An article published in TankerOperator says using drones could be a big improvement in safety and also supporting better tank inspections. The article also discusses two interesting projects in Denmark and Alaska aiming to explore what is possible.
Manual inspection is dangerous
Inspecting tanks is dangerous, and requires expertise. Use of drones could be a big improvement in safety and also supporting better inspections.
There are interesting projects in Denmark and Alaska aiming to explore what is possible.
Project in Denmark
Innovation Fund Denmark has funded DKK 11.8m (USD 1.8m) to develop a self-driving drone with “intelligence” for shipping inspections to the below team:
- The Technical University of Denmark,
- FORCE Technology,
- Shipping company Dampskibsselskabet NORDEN A/S and
- Lloyds Register.
The total project budget is DKK 19.4m, with the balance paid by project partners.
The project is called “Inspectrone – Autonomous and high-level commanded system for remote inspection of marine vessels to support classification and commercial operations.” It was announced in October 2019, and will last for 3 years.
What is the aim?
- The aim is to develop a drone which will use visual sensors (video cameras) and ultrasound detectors.
- The system is intended to “not require expert users,” providing “objective and accurate inspections on its own.”
- It could be used in enclosed spaces and other hard to access areas.
About the partners role
FORCE Technology, one of the project partners, has a number of years’ experience doing drone based inspections.
Lloyd’s Register will provide expertise related to structural integrity of ships.
Dampskibsselskabet NORDEN A/S
Dampskibsselskabet NORDEN A/S will provide its ships for use testing and training the drones.
Technical University of Denmark
The Technical University of Denmark will develop technology to identify defects in images.
Evangelos Boukas, Assistant Professor at the Technical University of Denmark said:
“I am convinced that this technology will be able to give the Danish inspection and Danish shipping industry a leading position on the market.”
Drone based inspection
Drone operator Cyberhawk, UK, was asked by ConocoPhillips to provide drone based inspections of 12 cargo oil tanks and two slop tanks, on tankers travelling between Alaska and Los Angeles.
14 tanks in 7 days
In a test, carried out by a two man team, Cyberhawk examined the quality of the entire internal surface of 14 tanks in 7 days.
Inspection with witness
The US coastguard (USCG) and a class certification body was there to witness the inspection.
Cyberhawk provided “high quality inspection reports which enabled the client to understand the tank’s condition.” It can produce a 360 degree digital model of the tank which can be viewed from different levels, including close-up view of areas of interest.
Internal tank inspection
Cyberhawk claims to be the first company ever to complete an internal tank inspection using UAVs, and says it has “worked in multiple environments and projects since the launch of this service.
Benefits of the technique
According to Cyberhawk:
- This technique allowed Cyberhawk to quickly and efficiently undertake a safe audit of the structure.

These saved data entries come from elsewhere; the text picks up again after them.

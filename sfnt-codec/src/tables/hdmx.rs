//! The [hdmx (Horizontal Device Metrics)](https://learn.microsoft.com/en-us/typography/opentype/spec/hdmx) table

use font_types::Tag;

use crate::{
    font_data::FontData,
    read::{FontReadWithArgs, ReadArgs, ReadError},
    tables::TopLevelTable,
    util,
    validate::{Validate, ValidationCtx},
    write::{FontWrite, TableWriter},
};

/// Pre-computed advance widths at specific pixel sizes.
#[derive(Clone, Debug, Default, PartialEq, Eq)]
#[cfg_attr(feature = "serde", derive(serde::Serialize, serde::Deserialize))]
pub struct Hdmx {
    pub version: u16,
    pub records: Vec<DeviceRecord>,
}

/// The widths of every glyph at one pixel size.
#[derive(Clone, Debug, Default, PartialEq, Eq)]
#[cfg_attr(feature = "serde", derive(serde::Serialize, serde::Deserialize))]
pub struct DeviceRecord {
    pub pixel_size: u8,
    pub max_width: u8,
    /// One width per glyph.
    pub widths: Vec<u8>,
}

impl TopLevelTable for Hdmx {
    const TAG: Tag = Tag::new(b"hdmx");
}

impl Hdmx {
    /// The size of each record, which is padded to a multiple of four.
    pub fn compute_record_size(&self) -> usize {
        let num_glyphs = self
            .records
            .first()
            .map(|rec| rec.widths.len())
            .unwrap_or_default();
        util::round4(2 + num_glyphs)
    }
}

impl DeviceRecord {
    /// Create a record, computing `max_width`.
    pub fn new(pixel_size: u8, widths: Vec<u8>) -> Self {
        let max_width = widths.iter().copied().max().unwrap_or_default();
        DeviceRecord {
            pixel_size,
            max_width,
            widths,
        }
    }
}

impl ReadArgs for Hdmx {
    /// The number of glyphs, from `maxp`.
    type Args = u16;
}

impl FontReadWithArgs for Hdmx {
    fn read_with_args(data: FontData<'_>, num_glyphs: &u16) -> Result<Self, ReadError> {
        let num_glyphs = *num_glyphs as usize;
        let mut cursor = data.cursor();
        let version = cursor.read()?;
        let num_records: i16 = cursor.read()?;
        let record_size = cursor.read::<i32>()? as usize;
        if record_size < 2 + num_glyphs {
            return Err(ReadError::MalformedData("hdmx record size too small"));
        }
        let records = (0..num_records.max(0))
            .map(|_| {
                let record = cursor.read_bytes(record_size)?;
                Ok(DeviceRecord {
                    pixel_size: record[0],
                    max_width: record[1],
                    widths: record[2..2 + num_glyphs].to_vec(),
                })
            })
            .collect::<Result<_, ReadError>>()?;
        Ok(Hdmx { version, records })
    }
}

impl FontWrite for Hdmx {
    fn write_into(&self, writer: &mut TableWriter) {
        let record_size = self.compute_record_size();
        self.version.write_into(writer);
        (self.records.len() as i16).write_into(writer);
        (record_size as i32).write_into(writer);
        for record in &self.records {
            record.pixel_size.write_into(writer);
            record.max_width.write_into(writer);
            writer.write_slice(&record.widths);
            writer.pad_to_4byte_aligned();
        }
    }
}

impl Validate for Hdmx {
    fn validate_impl(&self, ctx: &mut ValidationCtx) {
        ctx.in_table("hdmx", |ctx| {
            if self.records.len() > i16::MAX as usize {
                ctx.report("too many device records");
            }
            let num_glyphs = self.records.first().map(|rec| rec.widths.len());
            ctx.in_field("records", |ctx| {
                ctx.in_array(&self.records, |ctx, record| {
                    if Some(record.widths.len()) != num_glyphs {
                        ctx.report("all records must have one width per glyph");
                    }
                })
            });
            if self.records.windows(2).any(|p| p[0].pixel_size >= p[1].pixel_size) {
                ctx.report("records must be sorted by pixel size");
            }
        })
    }
}

#[cfg(test)]
mod tests {
    use super::*;
    use pretty_assertions::assert_eq;

    #[test]
    fn roundtrip() {
        let hdmx = Hdmx {
            version: 0,
            records: vec![
                DeviceRecord::new(8, vec![4, 0, 5, 6, 4]),
                DeviceRecord::new(12, vec![6, 0, 7, 9, 6]),
            ],
        };
        assert_eq!(hdmx.records[1].max_width, 9);
        let dumped = crate::write::dump_table(&hdmx).unwrap();
        // 2 + 5 widths, padded to 8
        assert_eq!(hdmx.compute_record_size(), 8);
        assert_eq!(dumped.len(), 8 + 2 * 8);
        let loaded = Hdmx::read_with_args(FontData::new(&dumped), &5).unwrap();
        assert_eq!(loaded, hdmx);
    }

    #[test]
    fn record_size_too_small() {
        let data = [0, 0, 0, 1, 0, 0, 0, 4, 8, 6, 1, 2];
        assert!(matches!(
            Hdmx::read_with_args(FontData::new(&data), &5),
            Err(ReadError::MalformedData(_))
        ));
    }

    #[test]
    fn unsorted_records() {
        let hdmx = Hdmx {
            version: 0,
            records: vec![DeviceRecord::new(12, vec![1]), DeviceRecord::new(8, vec![1])],
        };
        assert!(crate::write::dump_table(&hdmx).is_err());
    }
}
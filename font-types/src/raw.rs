//! Encoding and decoding scalars as big-endian bytes

/// A trait for font scalars.
///
/// Every scalar in an sfnt font is stored big-endian; this trait converts
/// between a type and its raw byte array.
pub trait Scalar: Sized + Copy {
    /// The raw byte representation of this type.
    type Raw: Copy + Default + AsRef<[u8]> + AsMut<[u8]>;

    /// The number of bytes occupied by the encoded value.
    const RAW_BYTE_LEN: usize = std::mem::size_of::<Self::Raw>();

    /// Create an instance of this type from raw big-endian bytes
    fn from_raw(raw: Self::Raw) -> Self;

    /// Encode this type as raw big-endian bytes
    fn to_raw(self) -> Self::Raw;

    /// Decode a value from the front of `bytes`.
    ///
    /// Returns `None` if there are fewer than [`Self::RAW_BYTE_LEN`] bytes.
    fn read(bytes: &[u8]) -> Option<Self> {
        let src = bytes.get(..Self::RAW_BYTE_LEN)?;
        let mut raw = Self::Raw::default();
        raw.as_mut().copy_from_slice(src);
        Some(Self::from_raw(raw))
    }
}

macro_rules! int_scalar {
    ($ty:ty, $raw:ty) => {
        impl Scalar for $ty {
            type Raw = $raw;
            fn to_raw(self) -> $raw {
                self.to_be_bytes()
            }

            fn from_raw(raw: $raw) -> $ty {
                Self::from_be_bytes(raw)
            }
        }
    };
}

int_scalar!(u8, [u8; 1]);
int_scalar!(i8, [u8; 1]);
int_scalar!(u16, [u8; 2]);
int_scalar!(i16, [u8; 2]);
int_scalar!(u32, [u8; 4]);
int_scalar!(i32, [u8; 4]);
int_scalar!(i64, [u8; 8]);

/// An internal macro for implementing `Scalar` on a newtype around a scalar.
macro_rules! newtype_scalar {
    ($name:ident, $raw:ty) => {
        impl $crate::raw::Scalar for $name {
            type Raw = $raw;
            fn to_raw(self) -> $raw {
                $crate::raw::Scalar::to_raw(self.0)
            }

            fn from_raw(raw: $raw) -> Self {
                Self($crate::raw::Scalar::from_raw(raw))
            }
        }
    };
}

pub(crate) use newtype_scalar;

#[cfg(test)]
mod tests {
    use super::*;

    #[test]
    fn read_short_input() {
        assert_eq!(u32::read(&[0, 1, 2]), None);
        assert_eq!(u16::read(&[0xAB, 0xCD, 0xEF]), Some(0xABCD));
        assert_eq!(i16::read(&[0xFF, 0xFE]), Some(-2));
    }

    #[test]
    fn raw_len() {
        assert_eq!(u8::RAW_BYTE_LEN, 1);
        assert_eq!(i64::RAW_BYTE_LEN, 8);
        assert_eq!(0x1234_5678u32.to_raw(), [0x12, 0x34, 0x56, 0x78]);
    }
}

- The client could prioritise further contact inspection or maintenance work.
- The data can be examined by someone safely at a desk onshore, rather than being examined by someone onboard.
Cyberhawk now says it is happy to undertake similar internal inspections of large tanks on vessels including FPSOs, bulk carriers and tankers. It usually takes one day per tank to do the inspection, while traditional inspections can take around seven days, the company says.
This survey is normally done by a technique called “rafting”, where a tank to be inspected is partially filled with water, and a ship surveyor sits in a raft or dinghy on the water, to inspect areas of the tank which are inaccessible from the tank floor. This creates a large volume of oil contaminated water, which needs to be transferred from the vessel to a waste reception facility.
Using a drone (or UAV) eliminates the need to do this. It also reduces the safety risk to workers.
Conoco Phillips perspective
The client, Conoco Phillips, presented its own perspective:
Traditional method of inspection
The traditional method of inspecting a tank could be to build a scaffolding inside the tank, known as “staging”, and have surveyors and technicians making a visual survey and taking thickness measurements from the scaffold. This method was developed to meet US Coastguard and American Bureau of Shipping requirements.
Risks include dropping objects on the tank floor, damaging tank coatings, and from people working at height enclosed spaces. It also prevents other work being done at the same time.
Engineering Superintendent John Strebel was project lead for the drone inspection program at ConocoPhillips.
- The inspection covered 12 cargo, two slop and five ballast tanks.
- In September 2018, Cyberhawk used three drones to inspect 14 cargo and five ballast tanks on the Polar Resolution tanker at the Sembcorp shipyard in Singapore, in a test project.
- Two drones were flown simultaneously, with drone operators on the ship’s main deck.
- They also used a drone to fly a 36 inch cargo pipeline, a task normally done by a person crawling through it, to look for erosion, damaged valves and overall condition. It entered the pipeline from an access hatch in the cargo tank.
“The results were excellent, providing good clarity for general inspection purposes,” Mr Strebel said.